Seule contre tous. 41 ans après les faits, c'est encore comme cela qu'elle le ressent. Geneviève Donado a fait partie en 1976 des 12 personnes ayant scellé le sort du dernier condamné à mort en France. À 76 ans, l'ancienne jurée dans le procès de Christian Ranucci, guillotiné le 28 juillet 1976, raconte dans ce lundi 6 mars dans Libération "sa vie après la mort". Seule femme dans le jury, elle souhaite se libérer du "poids de la culpabilité".

Le gendarme avait pourtant dit à Geneviève qu'elle serait récusée par les avocats de la défense, car sa petite fille de 8 ans avait le même âge que la victime, Marie-Dolores. Il n'en sera rien. Elle se souvient de l'arrogance de Christian Ranucci, de la chaussure de la petite victime tachée de sang et surtout, des délibérations lors desquels elle est enfermée pendant 3 heures dans une pièce dont les fenêtres donnent sur la rue et d'où elle peut entendre les gens crier : "la mort, la mort".

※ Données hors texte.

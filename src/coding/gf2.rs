//! coding::gf2
//!
//! Small dense matrix helpers over GF(2). Matrices are row vectors of bits
//! (0 or 1), sized by the code parameters, so a plain `Vec<Vec<u8>>`
//! representation is sufficient.

/// Identity matrix of the given size.
pub fn identity(size: usize) -> Vec<Vec<u8>> {
    (0..size)
        .map(|row| (0..size).map(|col| u8::from(row == col)).collect())
        .collect()
}

/// Matrix-vector product over GF(2).
///
/// # Panics
///
/// Panics if the vector length does not match the matrix column count.
pub fn mat_vec(matrix: &[Vec<u8>], vector: &[u8]) -> Vec<u8> {
    matrix
        .iter()
        .map(|row| {
            assert_eq!(row.len(), vector.len(), "GF(2) dimension mismatch");
            row.iter()
                .zip(vector)
                .fold(0u8, |acc, (&m, &v)| acc ^ (m & v))
        })
        .collect()
}

#[cfg(test)]
mod tests {
    use super::*;

    #[test]
    fn identity_has_unit_diagonal() {
        let id = identity(3);
        assert_eq!(id, vec![vec![1, 0, 0], vec![0, 1, 0], vec![0, 0, 1]]);
    }

    #[test]
    fn mat_vec_reduces_mod_two() {
        let m = vec![vec![1, 1, 1], vec![1, 0, 1]];
        // First row sums three set bits -> 1, second row two -> 0.
        assert_eq!(mat_vec(&m, &[1, 1, 1]), vec![1, 0]);
    }

    #[test]
    fn identity_is_neutral() {
        let v = [1, 0, 1, 1];
        assert_eq!(mat_vec(&identity(4), &v), v.to_vec());
    }
}
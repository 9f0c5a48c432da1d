//! Linlab - linear-algebra coursework tooling as a single CLI binary
//!
//! Linlab bundles three classic linear-algebra applications behind one
//! command-line tool: central projection of a parallelepiped onto the
//! xy-plane, Hamming single-error-correcting codes, and DCT-based
//! signal/image compression.
//!
//! # Architecture
//!
//! The codebase follows a layered architecture:
//!
//! - [`cli`] - Command-line interface layer (parses args, delegates to the
//!   domain modules)
//! - [`core`] - Shared strong types and configuration
//! - [`projection`] - Parallelepiped modeling and central projection
//! - [`coding`] - Hamming code construction, encoding, and decoding
//! - [`dct`] - Discrete cosine transform, coefficient truncation, and
//!   grayscale image compression
//! - [`ui`] - User interaction utilities
//!
//! # Correctness Invariants
//!
//! Linlab maintains the following invariants:
//!
//! 1. Domain values are validated at construction time (binary words, keep
//!    ratios, first-octant geometry)
//! 2. Library modules return typed errors; only the CLI layer attaches
//!    human-readable context
//! 3. Decoding a clean Hamming codeword always recovers the encoded data,
//!    and any single flipped bit is corrected

pub mod cli;
pub mod coding;
pub mod core;
pub mod dct;
pub mod projection;
pub mod ui;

Dans la position du peloton d’exécution

"Nous nous retrouvions avec ce droit exorbitant, ce droit de vie ou de mort, ce droit de tuer sciemment, de décider que la personne installée sur le banc d’en face allait mourir. Comment ne pas penser que nous étions là paisiblement, sans armes, dans la position du peloton d’exécution ?", confie-t-elle. Parmi les douze votants, "huit au moins" ont opté pour la mort. À l'énoncé du verdict, la foule applaudit. Geneviève, bouleversée, s’enfuit du Palais de justice et pleurera longtemps ce soir-là. Les zones d'ombre continuent de la troubler aujourd'hui. 

Le jour où la peine de mort est abolie, elle pense à tous ceux qui n'auront plus jamais à faire ça. Elle espère que son témoignage poussera la justice à changer les règles, en organisant par exemple un suivi psychologique. "On ne peut pas se passer du bon sens populaire. Il faut juste faire en sorte que les personnes ne soient pas trop abîmées à la fin", conclut-elle.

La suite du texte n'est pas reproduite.